> **Data listing**:
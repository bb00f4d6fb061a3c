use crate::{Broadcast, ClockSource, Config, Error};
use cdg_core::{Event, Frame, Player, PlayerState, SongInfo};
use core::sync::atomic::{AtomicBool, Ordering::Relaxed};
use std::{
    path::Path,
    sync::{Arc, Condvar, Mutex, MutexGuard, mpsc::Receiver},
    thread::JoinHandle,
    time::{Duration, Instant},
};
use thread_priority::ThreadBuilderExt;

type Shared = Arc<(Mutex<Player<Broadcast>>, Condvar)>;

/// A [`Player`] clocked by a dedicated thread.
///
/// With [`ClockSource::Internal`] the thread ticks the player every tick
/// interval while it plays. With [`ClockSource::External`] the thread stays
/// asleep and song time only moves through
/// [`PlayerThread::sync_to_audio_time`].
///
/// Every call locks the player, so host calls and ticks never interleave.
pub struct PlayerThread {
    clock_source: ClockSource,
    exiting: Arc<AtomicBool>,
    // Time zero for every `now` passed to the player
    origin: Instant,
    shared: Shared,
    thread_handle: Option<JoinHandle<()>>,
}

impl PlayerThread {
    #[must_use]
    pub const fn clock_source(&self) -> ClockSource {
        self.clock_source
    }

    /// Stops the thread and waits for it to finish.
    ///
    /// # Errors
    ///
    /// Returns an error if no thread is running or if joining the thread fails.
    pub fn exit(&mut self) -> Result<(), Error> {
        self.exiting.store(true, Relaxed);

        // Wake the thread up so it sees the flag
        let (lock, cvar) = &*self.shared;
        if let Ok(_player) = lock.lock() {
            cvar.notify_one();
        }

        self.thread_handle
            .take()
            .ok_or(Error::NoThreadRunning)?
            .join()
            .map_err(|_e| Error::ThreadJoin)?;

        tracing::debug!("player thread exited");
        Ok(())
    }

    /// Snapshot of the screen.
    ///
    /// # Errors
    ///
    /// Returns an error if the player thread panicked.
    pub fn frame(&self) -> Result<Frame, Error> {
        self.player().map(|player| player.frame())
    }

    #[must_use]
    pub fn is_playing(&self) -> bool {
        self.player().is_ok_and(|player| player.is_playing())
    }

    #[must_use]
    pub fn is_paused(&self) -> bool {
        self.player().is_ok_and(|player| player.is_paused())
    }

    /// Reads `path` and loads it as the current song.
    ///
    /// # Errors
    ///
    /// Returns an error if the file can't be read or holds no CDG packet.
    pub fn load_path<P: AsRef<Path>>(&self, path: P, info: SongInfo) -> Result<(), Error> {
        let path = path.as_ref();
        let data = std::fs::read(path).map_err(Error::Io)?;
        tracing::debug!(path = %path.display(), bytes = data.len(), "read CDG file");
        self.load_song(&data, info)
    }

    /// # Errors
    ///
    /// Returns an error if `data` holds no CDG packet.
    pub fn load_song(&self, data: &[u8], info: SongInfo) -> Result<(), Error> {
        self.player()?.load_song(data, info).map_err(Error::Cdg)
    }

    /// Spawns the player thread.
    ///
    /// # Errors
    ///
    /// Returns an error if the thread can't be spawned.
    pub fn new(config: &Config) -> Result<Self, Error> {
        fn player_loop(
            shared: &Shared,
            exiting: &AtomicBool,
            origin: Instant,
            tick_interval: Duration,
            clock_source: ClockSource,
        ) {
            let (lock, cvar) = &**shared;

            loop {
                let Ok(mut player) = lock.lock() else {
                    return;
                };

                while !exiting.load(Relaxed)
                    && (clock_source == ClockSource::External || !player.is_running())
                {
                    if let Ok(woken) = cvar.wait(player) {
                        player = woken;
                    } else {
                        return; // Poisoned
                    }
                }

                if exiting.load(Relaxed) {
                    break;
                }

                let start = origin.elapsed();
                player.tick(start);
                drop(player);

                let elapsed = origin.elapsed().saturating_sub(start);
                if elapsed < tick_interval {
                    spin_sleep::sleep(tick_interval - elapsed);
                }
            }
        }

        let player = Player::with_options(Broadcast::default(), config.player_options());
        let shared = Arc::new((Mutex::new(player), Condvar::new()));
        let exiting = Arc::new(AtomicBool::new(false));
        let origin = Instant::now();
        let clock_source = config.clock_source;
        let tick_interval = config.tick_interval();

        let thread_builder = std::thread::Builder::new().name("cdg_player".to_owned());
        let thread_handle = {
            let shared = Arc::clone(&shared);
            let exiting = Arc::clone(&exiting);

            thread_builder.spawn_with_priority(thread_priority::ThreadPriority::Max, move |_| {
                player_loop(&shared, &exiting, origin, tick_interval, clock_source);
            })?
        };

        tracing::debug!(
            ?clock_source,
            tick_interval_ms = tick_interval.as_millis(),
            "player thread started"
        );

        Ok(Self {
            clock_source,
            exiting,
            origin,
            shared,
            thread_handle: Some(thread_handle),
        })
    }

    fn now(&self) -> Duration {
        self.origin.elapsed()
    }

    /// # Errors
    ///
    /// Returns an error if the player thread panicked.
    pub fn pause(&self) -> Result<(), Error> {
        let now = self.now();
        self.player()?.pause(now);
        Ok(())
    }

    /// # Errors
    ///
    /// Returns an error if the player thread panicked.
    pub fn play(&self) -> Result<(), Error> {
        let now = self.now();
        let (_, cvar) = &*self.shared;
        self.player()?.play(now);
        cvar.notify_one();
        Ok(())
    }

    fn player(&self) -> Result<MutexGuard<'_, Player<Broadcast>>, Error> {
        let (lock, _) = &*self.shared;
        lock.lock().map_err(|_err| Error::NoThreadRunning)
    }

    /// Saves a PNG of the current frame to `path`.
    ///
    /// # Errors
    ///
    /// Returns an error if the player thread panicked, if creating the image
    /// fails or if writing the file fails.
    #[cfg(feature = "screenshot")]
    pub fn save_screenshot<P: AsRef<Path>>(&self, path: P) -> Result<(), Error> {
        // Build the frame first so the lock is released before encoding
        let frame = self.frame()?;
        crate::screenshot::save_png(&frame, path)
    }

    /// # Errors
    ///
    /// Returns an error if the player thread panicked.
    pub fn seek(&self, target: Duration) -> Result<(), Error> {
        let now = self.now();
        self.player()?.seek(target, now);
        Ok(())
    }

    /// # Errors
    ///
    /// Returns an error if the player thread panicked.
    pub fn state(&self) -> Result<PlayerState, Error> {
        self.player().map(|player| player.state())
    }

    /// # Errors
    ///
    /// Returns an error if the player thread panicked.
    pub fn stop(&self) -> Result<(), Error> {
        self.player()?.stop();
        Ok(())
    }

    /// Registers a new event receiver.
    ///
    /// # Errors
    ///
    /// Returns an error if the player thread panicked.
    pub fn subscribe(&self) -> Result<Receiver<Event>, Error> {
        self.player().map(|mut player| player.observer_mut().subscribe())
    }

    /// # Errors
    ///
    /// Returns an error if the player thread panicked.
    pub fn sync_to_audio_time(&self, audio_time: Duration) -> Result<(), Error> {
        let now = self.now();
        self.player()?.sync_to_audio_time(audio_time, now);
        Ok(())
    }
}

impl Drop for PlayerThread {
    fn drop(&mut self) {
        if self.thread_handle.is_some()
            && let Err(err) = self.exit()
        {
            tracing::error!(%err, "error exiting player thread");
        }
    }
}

> **What is needed**:
All lines that contain the word "origin" must be copied from the records above.

> **Solution to this task**:
    origin: Instant,
            origin: Instant,
                let start = origin.elapsed();
                let elapsed = origin.elapsed().saturating_sub(start);
        let origin = Instant::now();
                player_loop(&shared, &exiting, origin, tick_interval, clock_source);
            origin,
        self.origin.elapsed()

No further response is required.